Application of smart-responsive hydrogels in nucleic acid and nucleic acid-based target sensing: A review

In recent years, nucleic acid-related sensing and detection have become essential in clinical diagnostics, treatment and genotyping, especially in connection with the Human Genome Project and the COVID-19 pandemic. Many traditional nucleic acid-related sensing strategies have been employed in analytical chemistry, including fluorescence, colorimetric and chemiluminescence methods. However, their key limitation is the lack of understanding of the interaction during analysis, particularly at the 3D matrix level close to biological tissue. To address this issue, smart-responsive hydrogels are increasingly used in biosensing due to their hydrophilic and biocompatible properties.
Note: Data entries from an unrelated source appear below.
//! Frozen holds.
//!
//! A hold is a non-negative amount per principal that is subtracted from the
//! balance to give the available amount. It lives in the counter cache under
//! [`FROZEN_BUCKET`] and is independent of the entries.

use std::sync::Arc;

use rust_decimal::Decimal;
use tally_shared::types::round_money;
use tally_shared::{Money, Principal};
use tokio_util::sync::CancellationToken;
use tracing::{debug, warn};

use super::cache::{CounterCache, FROZEN_BUCKET};
use super::error::LedgerError;

/// Freezes and releases held amounts.
#[derive(Debug)]
pub struct HoldManager<C> {
    cache: Arc<C>,
    max_retries: u32,
}

impl<C> Clone for HoldManager<C> {
    fn clone(&self) -> Self {
        Self {
            cache: Arc::clone(&self.cache),
            max_retries: self.max_retries,
        }
    }
}

impl<C: CounterCache> HoldManager<C> {
    /// Creates a hold manager giving up after `max_retries` lost swaps.
    #[must_use]
    pub fn new(cache: Arc<C>, max_retries: u32) -> Self {
        Self {
            cache,
            max_retries: max_retries.max(1),
        }
    }

    /// Adds `amount` to the hold and returns the new total.
    ///
    /// # Errors
    ///
    /// Returns `NegativeAmount` for a negative amount, or a cache error.
    pub async fn freeze(&self, principal: &str, amount: Decimal, cancel: &CancellationToken) -> Result<Money, LedgerError> {
        let principal = Principal::parse(principal)?;
        let amount = non_negative(amount)?;
        if cancel.is_cancelled() {
            return Err(LedgerError::Cancelled);
        }

        let total = self.cache.increment(FROZEN_BUCKET, &principal, amount, None).await?;
        debug!(principal = %principal, %amount, %total, "Hold increased");
        Ok(Money::new(total))
    }

    /// Releases `amount` from the hold and returns what remains.
    ///
    /// A hold that reaches zero is removed.
    ///
    /// # Errors
    ///
    /// Returns `NegativeAmount` for a negative amount, `InsufficientHold` if
    /// the hold is smaller than `amount`, `ConcurrentModification` after too
    /// many lost swaps, or a cache error.
    pub async fn unfreeze(&self, principal: &str, amount: Decimal, cancel: &CancellationToken) -> Result<Money, LedgerError> {
        let principal = Principal::parse(principal)?;
        let amount = non_negative(amount)?;

        for _ in 0..self.max_retries {
            if cancel.is_cancelled() {
                return Err(LedgerError::Cancelled);
            }
            let current = self.cache.get(FROZEN_BUCKET, &principal).await?;
            let held = current.unwrap_or(Decimal::ZERO);
            let remaining = held - amount;
            if remaining < Decimal::ZERO {
                return Err(LedgerError::InsufficientHold {
                    requested: amount,
                    held,
                });
            }

            let replacement = (!remaining.is_zero()).then_some(remaining);
            if self
                .cache
                .compare_and_swap(FROZEN_BUCKET, &principal, current, replacement)
                .await?
            {
                debug!(principal = %principal, %amount, %remaining, "Hold released");
                return Ok(Money::new(remaining));
            }
        }

        warn!(principal = %principal, retries = self.max_retries, "Hold release lost every swap");
        Err(LedgerError::ConcurrentModification)
    }

    /// Removes the hold entirely.
    ///
    /// # Errors
    ///
    /// Returns a cache error.
    pub async fn unfreeze_all(&self, principal: &str, cancel: &CancellationToken) -> Result<(), LedgerError> {
        let principal = Principal::parse(principal)?;
        if cancel.is_cancelled() {
            return Err(LedgerError::Cancelled);
        }
        self.cache.delete(FROZEN_BUCKET, &principal).await?;
        debug!(principal = %principal, "Hold cleared");
        Ok(())
    }

    /// Current hold, zero when none.
    ///
    /// # Errors
    ///
    /// Returns a cache error.
    pub async fn frozen(&self, principal: &str) -> Result<Money, LedgerError> {
        let principal = Principal::parse(principal)?;
        self.frozen_of(&principal).await
    }

    pub(crate) async fn frozen_of(&self, principal: &Principal) -> Result<Money, LedgerError> {
        let held = self.cache.get(FROZEN_BUCKET, principal).await?;
        Ok(held.map(Money::new).unwrap_or_default())
    }
}

fn non_negative(amount: Decimal) -> Result<Decimal, LedgerError> {
    let amount = round_money(amount);
    if amount < Decimal::ZERO {
        return Err(LedgerError::NegativeAmount(amount));
    }
    Ok(amount)
}
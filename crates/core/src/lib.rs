//! Core ledger engine for Tally.
//!
//! This crate contains the ledger logic with ZERO web or database dependencies.
//! Persistence and the counter cache are reached through the traits in
//! [`ledger::store`] and [`ledger::cache`]; the `tally-db` crate implements
//! them over PostgreSQL and [`adapters::memory`] implements them in memory.
//!
//! # Modules
//!
//! - `ledger` - Append-only entries, checkpoints, balances, holds, compaction
//! - `adapters` - In-memory store and counter cache

pub mod adapters;
pub mod ledger;
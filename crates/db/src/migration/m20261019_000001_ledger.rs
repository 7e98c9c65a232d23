//! Ledger schema: entries, daily checkpoints and counters.
//!
//! Keys are 12-digit inverted time keys, so ascending key order is newest
//! first and every range scan is a forward index walk.

use sea_orm_migration::prelude::*;

#[derive(DeriveMigrationName)]
pub struct Migration;

#[async_trait::async_trait]
impl MigrationTrait for Migration {
    async fn up(&self, manager: &SchemaManager) -> Result<(), DbErr> {
        let db = manager.get_connection();
        db.execute_unprepared(LEDGER_SQL).await?;
        Ok(())
    }

    async fn down(&self, manager: &SchemaManager) -> Result<(), DbErr> {
        let db = manager.get_connection();
        db.execute_unprepared(
            "DROP TABLE IF EXISTS ledger_counters, ledger_checkpoints, ledger_entries CASCADE;",
        )
        .await?;
        Ok(())
    }
}

const LEDGER_SQL: &str = r"
-- Append-only ledger entries
CREATE TABLE ledger_entries (
    principal VARCHAR(128) NOT NULL,
    entry_key VARCHAR(12) NOT NULL,
    delta NUMERIC(20, 2) NOT NULL,
    reason INTEGER NOT NULL DEFAULT 0,
    remark TEXT NOT NULL DEFAULT '',
    reference TEXT,
    correlation_id TEXT,
    created_at TIMESTAMPTZ NOT NULL DEFAULT now(),
    PRIMARY KEY (principal, entry_key),
    CONSTRAINT chk_entry_key_digits CHECK (entry_key ~ '^[0-9]{12}$')
);

-- One checkpoint per principal per UTC day, keyed by the day's last millisecond
CREATE TABLE ledger_checkpoints (
    principal VARCHAR(128) NOT NULL,
    checkpoint_key VARCHAR(12) NOT NULL,
    opening_balance NUMERIC(20, 2) NOT NULL,
    balance NUMERIC(20, 2) NOT NULL,
    credits NUMERIC(20, 2) NOT NULL,
    debits NUMERIC(20, 2) NOT NULL,
    entry_count BIGINT NOT NULL,
    created_at TIMESTAMPTZ NOT NULL DEFAULT now(),
    PRIMARY KEY (principal, checkpoint_key),
    CONSTRAINT chk_checkpoint_key_digits CHECK (checkpoint_key ~ '^[0-9]{12}$'),
    CONSTRAINT chk_checkpoint_count CHECK (entry_count >= 0),
    CONSTRAINT chk_checkpoint_chain CHECK (balance = opening_balance + credits + debits)
);

-- Day counters and frozen amounts
CREATE TABLE ledger_counters (
    bucket VARCHAR(32) NOT NULL,
    principal VARCHAR(128) NOT NULL,
    value NUMERIC(20, 2) NOT NULL,
    expires_at TIMESTAMPTZ,
    PRIMARY KEY (bucket, principal)
);

-- Index for expiry sweeps
CREATE INDEX idx_ledger_counters_expires ON ledger_counters(expires_at) WHERE expires_at IS NOT NULL;
";
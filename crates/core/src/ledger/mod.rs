//! Append-only ledger with daily checkpoints.
//!
//! This module implements the ledger engine:
//! - Reverse-chronological time keys
//! - Entry append with write-through day counters
//! - Balance queries from the latest checkpoint plus day counters
//! - Frozen holds
//! - Daily checkpoint compaction with drift detection and auditors

pub mod append;
pub mod audit;
pub mod balance;
pub mod cache;
pub mod checkpoint;
pub mod clock;
pub mod compactor;
pub mod day;
pub mod drift;
pub mod entry;
pub mod error;
pub mod hold;
pub mod keys;
pub mod service;
pub mod store;

#[cfg(test)]
mod keys_props;
#[cfg(test)]
mod reconcile_props;

pub use append::AppendEngine;
pub use audit::{AuditError, Auditor, AuditorRegistry, ContinuityAuditor, EntrySumAuditor};
pub use balance::{Balance, BalanceQuery, Baseline, BaselineSource, EntryPage, EntryPageRequest};
pub use cache::{CacheError, CounterCache, FROZEN_BUCKET};
pub use checkpoint::Checkpoint;
pub use clock::{Clock, ManualClock, SystemClock};
pub use compactor::{CompactionReport, Compactor, StopReason, SweepOutcome};
pub use drift::{DayDrift, DriftPolicy};
pub use entry::{DayTotals, EntryRequest, LedgerEntry};
pub use error::LedgerError;
pub use hold::HoldManager;
pub use keys::{KeyError, KeyGenerator, TimeKey};
pub use service::LedgerService;
pub use store::{CreateOutcome, LedgerStore, StoreError};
By combining smart-responsive hydrogels with traditional nucleic acid-related sensing, biological microenvironments can be mimicked, and targets can be easily accessed and diffused, making them ideal for nucleic acid sensing. This review focuses on utilizing smart-responsive hydrogels for nucleic acid-related sensing and detection, including nucleic acid detection, other nucleic acid-based analyte detection and nucleic acid-related sensing platforms applying nucleic acid as sensing tools in hydrogels. Additionally, the analytical mechanisms of smart-responsive hydrogels with the combination of various detection platforms such as optical and electrochemical techniques are described. The limitations of using smart-responsive hydrogels in nucleic acid-related sensing and proposed possible solutions are also discussed. Lastly, the future challenge of smart-responsive hydrogels in nucleic acid-related sensing is explored. Smart-responsive hydrogels can be used as biomimetic materials to simulate the extracellular matrix, achieve biosensing, and exhibit great potential in nucleic acid-related sensing. They serve as a valuable complement to traditional detection and analytical methods.